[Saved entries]
use anyhow::{bail, Context, Result};
use std::fs::{File, OpenOptions, TryLockError};
use std::path::{Path, PathBuf};
use tracing::{debug, info};

/// 单实例锁
///
/// 持有锁文件上的独占锁，释放（drop）时解锁。
/// 同一锁文件上只能有一个运行中的主机。
#[derive(Debug)]
pub struct InstanceLock {
    file: File,
    path: PathBuf,
}

impl InstanceLock {
    /// 非阻塞地获取锁；已被其他实例持有时返回错误
    pub fn acquire(path: impl AsRef<Path>) -> Result<Self> {
        let path = path.as_ref().to_path_buf();
        if let Some(parent) = path.parent().filter(|p| !p.as_os_str().is_empty()) {
            std::fs::create_dir_all(parent).with_context(|| {
                format!("Failed to create lock file directory {}", parent.display())
            })?;
        }

        let file = OpenOptions::new()
            .read(true)
            .write(true)
            .create(true)
            .truncate(false)
            .open(&path)
            .with_context(|| format!("Failed to open lock file {}", path.display()))?;

        match file.try_lock() {
            Ok(()) => {}
            Err(TryLockError::WouldBlock) => {
                bail!(
                    "Another instance is already running (lock file {})",
                    path.display()
                )
            }
            Err(TryLockError::Error(e)) => {
                return Err(e)
                    .with_context(|| format!("Failed to lock {}", path.display()));
            }
        }

        info!("Instance lock acquired. LockFile: {}", path.display());
        Ok(Self { file, path })
    }

    pub fn path(&self) -> &Path {
        &self.path
    }
}

impl Drop for InstanceLock {
    fn drop(&mut self) {
        if let Err(e) = self.file.unlock() {
            debug!("Failed to unlock {}: {}", self.path.display(), e);
        }
    }
}

#[cfg(test)]
mod tests {
    use super::*;

    fn temp_lock_path(name: &str) -> PathBuf {
        std::env::temp_dir()
            .join(format!("tunnel-core-lock-{}", uuid::Uuid::new_v4()))
            .join(name)
    }

    #[test]
    fn test_second_acquire_fails_while_held() {
        let path = temp_lock_path("host.lock");

        let first = InstanceLock::acquire(&path).unwrap();
        assert_eq!(first.path(), path.as_path());

        let err = InstanceLock::acquire(&path).unwrap_err();
        assert!(err.to_string().contains("Another instance is already running"));

        drop(first);
        let again = InstanceLock::acquire(&path).unwrap();
        drop(again);

        if let Some(dir) = path.parent() {
            let _ = std::fs::remove_dir_all(dir);
        }
    }
}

• About this exercise
Which lines hold the word "info"? Copy each of them from the records.

• Your solution
use tracing::{debug, info};
        info!("Instance lock acquired. LockFile: {}", path.display());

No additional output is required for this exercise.